# WORK TASK
Would you give the records below again, exactly and completely?

Dataset entries:
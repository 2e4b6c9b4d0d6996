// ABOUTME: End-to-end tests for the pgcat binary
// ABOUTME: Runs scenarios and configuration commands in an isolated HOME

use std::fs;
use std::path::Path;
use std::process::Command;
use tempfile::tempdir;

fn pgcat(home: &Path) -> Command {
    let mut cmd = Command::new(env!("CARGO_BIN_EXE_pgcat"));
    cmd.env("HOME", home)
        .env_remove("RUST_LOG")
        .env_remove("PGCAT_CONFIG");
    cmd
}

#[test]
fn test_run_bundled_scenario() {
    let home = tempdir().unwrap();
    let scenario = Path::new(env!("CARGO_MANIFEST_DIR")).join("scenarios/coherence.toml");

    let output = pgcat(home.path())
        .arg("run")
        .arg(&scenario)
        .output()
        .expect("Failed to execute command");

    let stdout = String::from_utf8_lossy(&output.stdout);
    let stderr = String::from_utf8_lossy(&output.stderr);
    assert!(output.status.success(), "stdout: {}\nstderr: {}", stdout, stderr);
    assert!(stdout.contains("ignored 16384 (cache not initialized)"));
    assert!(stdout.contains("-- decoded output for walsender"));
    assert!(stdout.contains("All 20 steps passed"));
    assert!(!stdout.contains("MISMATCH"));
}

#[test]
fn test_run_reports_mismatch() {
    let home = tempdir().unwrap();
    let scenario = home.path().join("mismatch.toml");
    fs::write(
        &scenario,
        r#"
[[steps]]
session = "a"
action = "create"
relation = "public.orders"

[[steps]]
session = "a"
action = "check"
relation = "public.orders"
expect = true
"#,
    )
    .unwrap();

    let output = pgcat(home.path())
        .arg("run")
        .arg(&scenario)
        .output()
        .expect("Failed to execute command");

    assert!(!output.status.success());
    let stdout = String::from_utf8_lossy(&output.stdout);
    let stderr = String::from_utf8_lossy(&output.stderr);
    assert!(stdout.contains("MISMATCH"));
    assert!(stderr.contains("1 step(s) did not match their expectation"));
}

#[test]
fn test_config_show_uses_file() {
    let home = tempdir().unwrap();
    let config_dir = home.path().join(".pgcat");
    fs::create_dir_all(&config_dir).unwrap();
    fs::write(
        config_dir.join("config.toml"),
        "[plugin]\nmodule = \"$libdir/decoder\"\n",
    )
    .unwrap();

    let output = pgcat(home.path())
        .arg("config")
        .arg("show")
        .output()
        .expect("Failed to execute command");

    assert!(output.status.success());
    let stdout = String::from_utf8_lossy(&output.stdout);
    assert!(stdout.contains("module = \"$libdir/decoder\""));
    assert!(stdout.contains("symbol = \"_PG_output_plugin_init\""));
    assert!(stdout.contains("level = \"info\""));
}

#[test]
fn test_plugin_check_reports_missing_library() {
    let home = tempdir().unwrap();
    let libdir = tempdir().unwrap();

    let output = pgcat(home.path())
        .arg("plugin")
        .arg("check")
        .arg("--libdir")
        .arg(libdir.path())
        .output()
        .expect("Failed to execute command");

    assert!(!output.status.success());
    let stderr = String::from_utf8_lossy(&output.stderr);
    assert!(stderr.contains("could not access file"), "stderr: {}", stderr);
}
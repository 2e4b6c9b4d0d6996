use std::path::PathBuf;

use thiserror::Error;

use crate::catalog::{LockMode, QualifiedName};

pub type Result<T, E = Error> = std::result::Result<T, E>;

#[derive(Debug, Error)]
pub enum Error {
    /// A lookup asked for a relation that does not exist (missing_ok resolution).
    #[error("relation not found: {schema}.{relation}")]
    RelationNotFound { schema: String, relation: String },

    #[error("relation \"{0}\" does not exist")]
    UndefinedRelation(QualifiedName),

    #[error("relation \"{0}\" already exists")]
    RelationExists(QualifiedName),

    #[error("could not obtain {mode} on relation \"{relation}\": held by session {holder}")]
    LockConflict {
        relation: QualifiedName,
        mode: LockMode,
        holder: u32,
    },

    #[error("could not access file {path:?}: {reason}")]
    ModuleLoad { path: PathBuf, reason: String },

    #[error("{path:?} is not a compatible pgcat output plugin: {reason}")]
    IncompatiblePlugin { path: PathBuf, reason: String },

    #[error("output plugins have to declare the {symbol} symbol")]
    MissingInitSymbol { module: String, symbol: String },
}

# OUTPUT FOR THIS TASK
repository 2e4b6c9b4d0d6996
// ABOUTME: End-to-end tests for the pgcat binary
// ABOUTME: Runs scenarios and configuration commands in an isolated HOME

use std::fs;
use std::path::Path;
use std::process::Command;
use tempfile::tempdir;

fn pgcat(home: &Path) -> Command {
    let mut cmd = Command::new(env!("CARGO_BIN_EXE_pgcat"));
    cmd.env("HOME", home)
        .env_remove("RUST_LOG")
        .env_remove("PGCAT_CONFIG");
    cmd
}

#[test]
fn test_run_bundled_scenario() {
    let home = tempdir().unwrap();
    let scenario = Path::new(env!("CARGO_MANIFEST_DIR")).join("scenarios/coherence.toml");

    let output = pgcat(home.path())
        .arg("run")
        .arg(&scenario)
        .output()
        .expect("Failed to execute command");

    let stdout = String::from_utf8_lossy(&output.stdout);
    let stderr = String::from_utf8_lossy(&output.stderr);
    assert!(output.status.success(), "stdout: {}\nstderr: {}", stdout, stderr);
    assert!(stdout.contains("ignored 16384 (cache not initialized)"));
    assert!(stdout.contains("-- decoded output for walsender"));
    assert!(stdout.contains("All 20 steps passed"));
    assert!(!stdout.contains("MISMATCH"));
}

#[test]
fn test_run_reports_mismatch() {
    let home = tempdir().unwrap();
    let scenario = home.path().join("mismatch.toml");
    fs::write(
        &scenario,
        r#"
[[steps]]
session = "a"
action = "create"
relation = "public.orders"

[[steps]]
session = "a"
action = "check"
relation = "public.orders"
expect = true
"#,
    )
    .unwrap();

    let output = pgcat(home.path())
        .arg("run")
        .arg(&scenario)
        .output()
        .expect("Failed to execute command");

    assert!(!output.status.success());
    let stdout = String::from_utf8_lossy(&output.stdout);
    let stderr = String::from_utf8_lossy(&output.stderr);
    assert!(stdout.contains("MISMATCH"));
    assert!(stderr.contains("1 step(s) did not match their expectation"));
}

#[test]
fn test_config_show_uses_file() {
    let home = tempdir().unwrap();
    let config_dir = home.path().join(".pgcat");
    fs::create_dir_all(&config_dir).unwrap();
    fs::write(
        config_dir.join("config.toml"),
        "[plugin]\nmodule = \"$libdir/decoder\"\n",
    )
    .unwrap();

    let output = pgcat(home.path())
        .arg("config")
        .arg("show")
        .output()
        .expect("Failed to execute command");

    assert!(output.status.success());
    let stdout = String::from_utf8_lossy(&output.stdout);
    assert!(stdout.contains("module = \"$libdir/decoder\""));
    assert!(stdout.contains("symbol = \"_PG_output_plugin_init\""));
    assert!(stdout.contains("level = \"info\""));
}

#[test]
fn test_plugin_check_reports_missing_library() {
    let home = tempdir().unwrap();
    let libdir = tempdir().unwrap();

    let output = pgcat(home.path())
        .arg("plugin")
        .arg("check")
        .arg("--libdir")
        .arg(libdir.path())
        .output()
        .expect("Failed to execute command");

    assert!(!output.status.success());
    let stderr = String::from_utf8_lossy(&output.stderr);
    assert!(stderr.contains("could not access file"), "stderr: {}", stderr);
}
repository 2e4b6c9b4d0d6996
use std::path::PathBuf;

use thiserror::Error;

use crate::catalog::{LockMode, QualifiedName};

pub type Result<T, E = Error> = std::result::Result<T, E>;

#[derive(Debug, Error)]
pub enum Error {
    /// A lookup asked for a relation that does not exist (missing_ok resolution).
    #[error("relation not found: {schema}.{relation}")]
    RelationNotFound { schema: String, relation: String },

    #[error("relation \"{0}\" does not exist")]
    UndefinedRelation(QualifiedName),

    #[error("relation \"{0}\" already exists")]
    RelationExists(QualifiedName),

    #[error("could not obtain {mode} on relation \"{relation}\": held by session {holder}")]
    LockConflict {
        relation: QualifiedName,
        mode: LockMode,
        holder: u32,
    },

    #[error("could not access file {path:?}: {reason}")]
    ModuleLoad { path: PathBuf, reason: String },

    #[error("{path:?} is not a compatible pgcat output plugin: {reason}")]
    IncompatiblePlugin { path: PathBuf, reason: String },

    #[error("output plugins have to declare the {symbol} symbol")]
    MissingInitSymbol { module: String, symbol: String },
}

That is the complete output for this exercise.